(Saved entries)
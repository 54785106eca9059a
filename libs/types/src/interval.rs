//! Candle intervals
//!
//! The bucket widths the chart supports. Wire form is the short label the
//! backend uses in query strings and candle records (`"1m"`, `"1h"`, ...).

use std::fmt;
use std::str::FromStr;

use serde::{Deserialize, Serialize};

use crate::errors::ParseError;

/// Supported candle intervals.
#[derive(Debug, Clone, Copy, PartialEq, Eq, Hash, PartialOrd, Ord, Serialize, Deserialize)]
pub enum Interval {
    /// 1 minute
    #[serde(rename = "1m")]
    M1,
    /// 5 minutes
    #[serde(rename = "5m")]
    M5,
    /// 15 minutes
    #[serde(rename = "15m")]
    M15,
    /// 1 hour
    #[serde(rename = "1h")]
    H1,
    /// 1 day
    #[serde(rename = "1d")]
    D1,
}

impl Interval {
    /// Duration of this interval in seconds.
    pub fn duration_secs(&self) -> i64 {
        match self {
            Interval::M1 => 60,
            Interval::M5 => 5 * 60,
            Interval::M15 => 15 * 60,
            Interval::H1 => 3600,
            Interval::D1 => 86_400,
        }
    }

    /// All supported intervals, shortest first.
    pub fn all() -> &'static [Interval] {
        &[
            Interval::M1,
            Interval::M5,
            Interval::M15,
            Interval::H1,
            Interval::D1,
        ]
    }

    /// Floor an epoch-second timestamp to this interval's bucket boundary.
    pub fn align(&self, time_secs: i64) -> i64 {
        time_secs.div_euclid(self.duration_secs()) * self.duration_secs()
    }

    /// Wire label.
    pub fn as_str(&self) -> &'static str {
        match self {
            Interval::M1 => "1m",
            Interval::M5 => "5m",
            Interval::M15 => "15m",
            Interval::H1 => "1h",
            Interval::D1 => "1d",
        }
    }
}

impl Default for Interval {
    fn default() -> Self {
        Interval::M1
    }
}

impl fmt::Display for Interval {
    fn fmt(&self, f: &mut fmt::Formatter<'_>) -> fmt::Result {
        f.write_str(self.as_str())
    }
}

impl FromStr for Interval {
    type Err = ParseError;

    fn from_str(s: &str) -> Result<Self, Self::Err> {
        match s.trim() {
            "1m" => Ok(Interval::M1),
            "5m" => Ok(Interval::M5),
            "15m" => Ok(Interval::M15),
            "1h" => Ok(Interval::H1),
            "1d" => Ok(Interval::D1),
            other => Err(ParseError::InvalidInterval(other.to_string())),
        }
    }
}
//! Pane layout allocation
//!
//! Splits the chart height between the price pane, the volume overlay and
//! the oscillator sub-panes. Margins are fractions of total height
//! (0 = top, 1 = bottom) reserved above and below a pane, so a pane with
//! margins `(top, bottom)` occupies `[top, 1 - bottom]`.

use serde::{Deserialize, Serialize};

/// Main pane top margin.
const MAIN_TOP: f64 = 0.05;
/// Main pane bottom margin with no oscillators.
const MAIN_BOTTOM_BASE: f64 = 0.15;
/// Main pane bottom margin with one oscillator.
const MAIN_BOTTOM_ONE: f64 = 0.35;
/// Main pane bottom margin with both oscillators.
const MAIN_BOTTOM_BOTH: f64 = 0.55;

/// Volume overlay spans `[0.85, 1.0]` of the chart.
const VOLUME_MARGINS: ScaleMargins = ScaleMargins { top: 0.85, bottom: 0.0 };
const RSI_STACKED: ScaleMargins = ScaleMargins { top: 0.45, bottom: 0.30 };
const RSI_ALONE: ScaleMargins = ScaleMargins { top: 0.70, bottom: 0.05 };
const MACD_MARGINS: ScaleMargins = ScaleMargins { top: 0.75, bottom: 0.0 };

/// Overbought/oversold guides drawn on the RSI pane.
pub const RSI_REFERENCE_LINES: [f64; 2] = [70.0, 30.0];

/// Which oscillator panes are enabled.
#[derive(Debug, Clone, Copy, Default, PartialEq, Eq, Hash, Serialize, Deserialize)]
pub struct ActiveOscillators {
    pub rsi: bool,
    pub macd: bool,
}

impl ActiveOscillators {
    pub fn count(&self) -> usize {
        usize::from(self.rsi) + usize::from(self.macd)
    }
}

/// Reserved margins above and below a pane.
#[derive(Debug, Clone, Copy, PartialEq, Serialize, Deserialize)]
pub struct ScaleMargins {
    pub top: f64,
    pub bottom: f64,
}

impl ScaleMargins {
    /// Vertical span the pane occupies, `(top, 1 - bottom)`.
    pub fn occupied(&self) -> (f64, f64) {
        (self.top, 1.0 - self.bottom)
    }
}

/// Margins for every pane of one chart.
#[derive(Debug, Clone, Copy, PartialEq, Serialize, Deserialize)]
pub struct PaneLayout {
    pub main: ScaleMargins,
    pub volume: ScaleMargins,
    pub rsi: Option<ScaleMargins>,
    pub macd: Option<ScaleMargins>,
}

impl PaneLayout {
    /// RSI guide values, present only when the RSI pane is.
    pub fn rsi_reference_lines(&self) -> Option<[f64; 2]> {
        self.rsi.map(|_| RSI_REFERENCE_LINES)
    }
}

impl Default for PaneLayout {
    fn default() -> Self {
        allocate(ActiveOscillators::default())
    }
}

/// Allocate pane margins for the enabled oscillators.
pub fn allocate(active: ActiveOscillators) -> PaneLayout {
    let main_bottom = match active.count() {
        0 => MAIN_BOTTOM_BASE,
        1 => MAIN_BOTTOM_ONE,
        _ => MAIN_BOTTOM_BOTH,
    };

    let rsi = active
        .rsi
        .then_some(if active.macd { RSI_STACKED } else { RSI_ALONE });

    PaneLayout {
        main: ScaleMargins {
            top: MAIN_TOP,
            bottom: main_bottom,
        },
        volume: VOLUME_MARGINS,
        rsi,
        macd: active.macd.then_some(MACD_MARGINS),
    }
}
...
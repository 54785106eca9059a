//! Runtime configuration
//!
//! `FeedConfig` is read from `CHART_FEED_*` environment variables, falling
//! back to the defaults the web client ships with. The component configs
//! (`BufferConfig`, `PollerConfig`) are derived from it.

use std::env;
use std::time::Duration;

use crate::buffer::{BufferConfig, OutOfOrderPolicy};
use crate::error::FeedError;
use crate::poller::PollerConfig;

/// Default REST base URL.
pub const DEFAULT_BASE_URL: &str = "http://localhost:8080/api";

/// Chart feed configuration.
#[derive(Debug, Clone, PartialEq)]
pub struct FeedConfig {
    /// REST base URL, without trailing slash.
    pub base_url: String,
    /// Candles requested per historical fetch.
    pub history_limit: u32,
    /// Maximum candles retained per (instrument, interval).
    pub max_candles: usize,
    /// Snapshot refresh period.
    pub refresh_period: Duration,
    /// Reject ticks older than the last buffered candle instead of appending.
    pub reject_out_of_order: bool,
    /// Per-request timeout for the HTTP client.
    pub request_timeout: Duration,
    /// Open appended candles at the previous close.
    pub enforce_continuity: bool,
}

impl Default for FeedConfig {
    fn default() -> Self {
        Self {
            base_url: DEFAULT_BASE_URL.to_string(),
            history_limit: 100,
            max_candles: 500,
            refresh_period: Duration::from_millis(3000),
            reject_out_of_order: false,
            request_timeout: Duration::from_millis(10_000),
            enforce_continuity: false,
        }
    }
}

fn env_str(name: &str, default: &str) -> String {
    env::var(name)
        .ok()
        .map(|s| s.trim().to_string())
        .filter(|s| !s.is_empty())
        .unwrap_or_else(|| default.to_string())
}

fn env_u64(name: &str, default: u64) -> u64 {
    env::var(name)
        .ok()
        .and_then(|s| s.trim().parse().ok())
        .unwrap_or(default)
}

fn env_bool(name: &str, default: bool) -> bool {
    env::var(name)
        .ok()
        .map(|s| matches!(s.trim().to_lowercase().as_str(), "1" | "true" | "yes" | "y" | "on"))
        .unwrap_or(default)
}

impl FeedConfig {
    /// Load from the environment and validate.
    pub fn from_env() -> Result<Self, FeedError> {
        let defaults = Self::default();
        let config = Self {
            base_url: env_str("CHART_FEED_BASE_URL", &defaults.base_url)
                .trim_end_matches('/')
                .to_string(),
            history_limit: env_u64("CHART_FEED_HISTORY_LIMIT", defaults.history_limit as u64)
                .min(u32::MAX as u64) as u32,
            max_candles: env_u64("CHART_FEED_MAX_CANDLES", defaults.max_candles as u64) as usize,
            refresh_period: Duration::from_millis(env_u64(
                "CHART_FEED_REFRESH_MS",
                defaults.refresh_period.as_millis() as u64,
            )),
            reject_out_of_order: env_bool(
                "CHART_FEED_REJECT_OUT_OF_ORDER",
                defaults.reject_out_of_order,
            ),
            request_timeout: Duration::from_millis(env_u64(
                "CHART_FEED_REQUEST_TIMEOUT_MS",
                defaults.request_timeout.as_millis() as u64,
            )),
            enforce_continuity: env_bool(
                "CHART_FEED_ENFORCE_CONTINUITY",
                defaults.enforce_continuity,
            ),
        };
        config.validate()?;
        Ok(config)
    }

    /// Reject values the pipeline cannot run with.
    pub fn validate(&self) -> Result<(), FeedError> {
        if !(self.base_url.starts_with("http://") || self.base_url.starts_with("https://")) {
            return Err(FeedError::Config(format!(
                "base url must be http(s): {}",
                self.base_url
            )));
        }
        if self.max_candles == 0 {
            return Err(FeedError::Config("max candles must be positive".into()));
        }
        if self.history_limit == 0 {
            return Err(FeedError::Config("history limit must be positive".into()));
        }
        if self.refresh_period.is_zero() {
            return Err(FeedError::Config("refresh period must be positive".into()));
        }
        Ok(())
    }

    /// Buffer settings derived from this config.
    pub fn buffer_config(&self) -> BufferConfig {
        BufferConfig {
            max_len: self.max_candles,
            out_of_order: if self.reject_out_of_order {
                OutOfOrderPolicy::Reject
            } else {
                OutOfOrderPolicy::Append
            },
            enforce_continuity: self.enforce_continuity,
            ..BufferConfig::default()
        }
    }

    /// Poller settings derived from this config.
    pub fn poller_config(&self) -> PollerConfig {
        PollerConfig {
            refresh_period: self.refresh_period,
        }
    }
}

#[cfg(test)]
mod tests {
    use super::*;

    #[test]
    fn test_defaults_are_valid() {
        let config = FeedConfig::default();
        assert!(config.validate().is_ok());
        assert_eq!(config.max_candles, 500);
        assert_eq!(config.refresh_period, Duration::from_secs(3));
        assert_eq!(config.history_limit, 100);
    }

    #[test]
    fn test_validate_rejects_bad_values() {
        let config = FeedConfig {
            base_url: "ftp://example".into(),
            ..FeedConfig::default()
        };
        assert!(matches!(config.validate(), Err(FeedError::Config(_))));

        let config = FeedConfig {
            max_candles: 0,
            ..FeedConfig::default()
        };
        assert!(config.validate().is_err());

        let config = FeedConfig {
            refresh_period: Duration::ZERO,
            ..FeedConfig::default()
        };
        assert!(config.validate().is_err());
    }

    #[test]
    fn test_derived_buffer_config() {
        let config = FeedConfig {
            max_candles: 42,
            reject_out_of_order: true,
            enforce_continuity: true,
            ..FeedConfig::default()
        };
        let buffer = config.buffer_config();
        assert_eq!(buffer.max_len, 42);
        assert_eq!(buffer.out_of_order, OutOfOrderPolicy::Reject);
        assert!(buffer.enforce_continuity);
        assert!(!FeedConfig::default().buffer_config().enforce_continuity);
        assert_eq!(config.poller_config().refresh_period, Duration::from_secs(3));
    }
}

▸ **ACTION ITEM**: Filter the entries down to the lines that hold "struct". Copy those lines.

▸ **SOLVED EXERCISE**:
pub struct ActiveOscillators {
pub struct ScaleMargins {
pub struct PaneLayout {
pub struct FeedConfig {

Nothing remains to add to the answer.